# Characteristic Polynomial from a matrix with an unknown...

• Nov 10th 2007, 06:06 AM
sh01by
Characteristic Polynomial from a matrix with an unknown...
Hi, for the second time today, still linear algebra...

Okay, if I have the matrix,

A = [2a a 0]
--- [ a a 0]
--- [ 0 0 a]

and I want to find the eigenvalues of the matrix, I know I need to set up the characteristic polynomial, which I find to be...

(2a-t)(a-t)^2 - a^2(a-t)

I have made various adjustments, but I still haven't found the roots of the polynomial.

What I have come up with is either...

-t^3 + 4at^2 - 4a^2t - a^3

or

(a-t)(t^2 - 3at + a^2)

Okay, so... No matter which equation I look at, I still can't find the roots.
I can see from the last one -- that one root should be t = a? But division comes up with an illegal answer.

So, if anyone has any input, it is very welcome.

Thanks.
Simon DK.
• Nov 10th 2007, 06:27 AM
kalagota
Quote:

Originally Posted by sh01by
Hi, for the second time today, still linear algebra...

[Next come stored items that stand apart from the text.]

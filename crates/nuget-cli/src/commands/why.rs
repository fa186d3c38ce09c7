//! `nuget why` command.

use super::{use_color, EXIT_FAILURE, EXIT_INVALID_ARGS};
use miette::{IntoDiagnostic, Result};
use nuget_core::paths::absolutize;
use nuget_core::pkg::why::{why_codes, ProjectWhyResult, TreeLine, WhyError, PKG_WHY_SCHEMA_VERSION};
use nuget_core::project::{classify_path, why_for_file, ProjectFileEvaluator};
use nuget_core::Config;
use owo_colors::OwoColorize;
use serde::Serialize;
use std::path::{Path, PathBuf};
use tracing::debug;

#[derive(Serialize)]
struct WhyOutput<'a> {
    schema_version: u32,
    ok: bool,
    package: &'a str,
    projects: Vec<ProjectWhyResult>,
    errors: Vec<WhyError>,
}

/// Split `[PROJECT|SOLUTION] PACKAGE`; a single argument is the package.
fn split_args<'a>(cwd: &Path, args: &'a [String]) -> Result<(PathBuf, &'a str), WhyError> {
    let (path, package) = match args {
        [package] => (cwd.to_path_buf(), package.as_str()),
        [path, package] => (absolutize(cwd, Path::new(path)), package.as_str()),
        _ => {
            return Err(WhyError::new(
                why_codes::PKG_WHY_ARGS_INVALID,
                "Expected [PROJECT|SOLUTION] PACKAGE",
            ))
        }
    };

    if package.trim().is_empty() {
        return Err(WhyError::new(
            why_codes::PKG_WHY_ARGS_INVALID,
            "A package name is required",
        ));
    }
    Ok((path, package.trim()))
}

pub fn run(config: &Config, args: &[String], frameworks: &[String], json: bool) -> Result<()> {
    let (path, package) = match split_args(&config.cwd, args) {
        Ok(parsed) => parsed,
        Err(e) => return fail(json, "", Vec::new(), vec![e]),
    };
    let input = match classify_path(&path) {
        Ok(input) => input,
        Err(e) => return fail(json, package, Vec::new(), vec![e]),
    };
    let files = match input.files() {
        Ok(files) => files,
        Err(e) => return fail(json, package, Vec::new(), vec![e]),
    };
    debug!(inputs = files.len(), package, "Explaining package");

    let evaluator = ProjectFileEvaluator;
    let color = !json && use_color();
    let mut projects = Vec::new();
    let mut errors = Vec::new();

    // A failing project is reported and the rest are still processed.
    for file in &files {
        match why_for_file(&evaluator, file, package, frameworks) {
            Ok(result) => {
                if !json {
                    print!("{}", result.format_with(|line| node_label(line, color)));
                }
                projects.push(result);
            }
            Err(e) => {
                if !json {
                    eprintln!("{}", e.message());
                }
                errors.push(e);
            }
        }
    }

    if json {
        print_json(&WhyOutput {
            schema_version: PKG_WHY_SCHEMA_VERSION,
            ok: errors.is_empty(),
            package,
            projects,
            errors: errors.clone(),
        })?;
    }

    if !errors.is_empty() {
        std::process::exit(EXIT_FAILURE);
    }
    Ok(())
}

fn node_label(line: &TreeLine, color: bool) -> String {
    let label = line.label();
    if line.is_target && color {
        label.cyan().bold().to_string()
    } else {
        label
    }
}

fn fail(
    json: bool,
    package: &str,
    projects: Vec<ProjectWhyResult>,
    errors: Vec<WhyError>,
) -> Result<()> {
    if json {
        print_json(&WhyOutput {
            schema_version: PKG_WHY_SCHEMA_VERSION,
            ok: false,
            package,
            projects,
            errors: errors.clone(),
        })?;
    } else {
        for e in &errors {
            eprintln!("{}", e.message());
        }
    }

    let usage = errors.iter().any(WhyError::is_usage_error);
    std::process::exit(if usage { EXIT_INVALID_ARGS } else { EXIT_FAILURE });
}

fn print_json(output: &WhyOutput<'_>) -> Result<()> {
    println!("{}", serde_json::to_string_pretty(output).into_diagnostic()?);
    Ok(())
}

#[cfg(test)]
mod tests {
    use super::*;

    #[test]
    fn test_single_argument_is_package() {
        let args = vec!["Newtonsoft.Json".to_string()];
        let (path, package) = split_args(Path::new("/work"), &args).unwrap();
        assert_eq!(path, PathBuf::from("/work"));
        assert_eq!(package, "Newtonsoft.Json");
    }

    #[test]
    fn test_path_and_package() {
        let args = vec!["src/App.csproj".to_string(), "A".to_string()];
        let (path, package) = split_args(Path::new("/work"), &args).unwrap();
        assert_eq!(path, PathBuf::from("/work/src/App.csproj"));
        assert_eq!(package, "A");
    }

    #[test]
    fn test_blank_package_is_usage_error() {
        let args = vec!["App.sln".to_string(), "  ".to_string()];
        let err = split_args(Path::new("/work"), &args).unwrap_err();
        assert_eq!(err.code(), why_codes::PKG_WHY_ARGS_INVALID);
        assert!(err.is_usage_error());
    }

    #[test]
    fn test_target_label_is_plain_without_color() {
        let line = TreeLine {
            prefix: "└─ ".to_string(),
            id: "B".to_string(),
            version: "1.0.0".to_string(),
            is_target: true,
        };
        assert_eq!(node_label(&line, false), "B (v1.0.0)");
        assert_ne!(node_label(&line, true), "B (v1.0.0)");
    }
}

Okay, if I have the matrix,

A = [2a a 0]
--- [ a a 0]
--- [ 0 0 a]

and I want to find the eigenvalues of the matrix, I know I need to set up the characteristic polynomial, which I find to be...

(2a-t)(a-t)^2 - a^2(a-t)

I have made various adjustments, but I still haven't found the roots of the polynomial.

What I have come up with is either...

-t^3 + 4at^2 - 4a^2t - a^3

or

(a-t)(t^2 - 3at + a^2)

Okay, so... No matter which equation I look at, I still can't find the roots.
I can see from the last one -- that one root should be t = a? But division comes up with an illegal answer.

So, if anyone has any input, it is very welcome.

Thanks.
Simon DK.

what do you mean by ".. But division comes up with an illegal answer."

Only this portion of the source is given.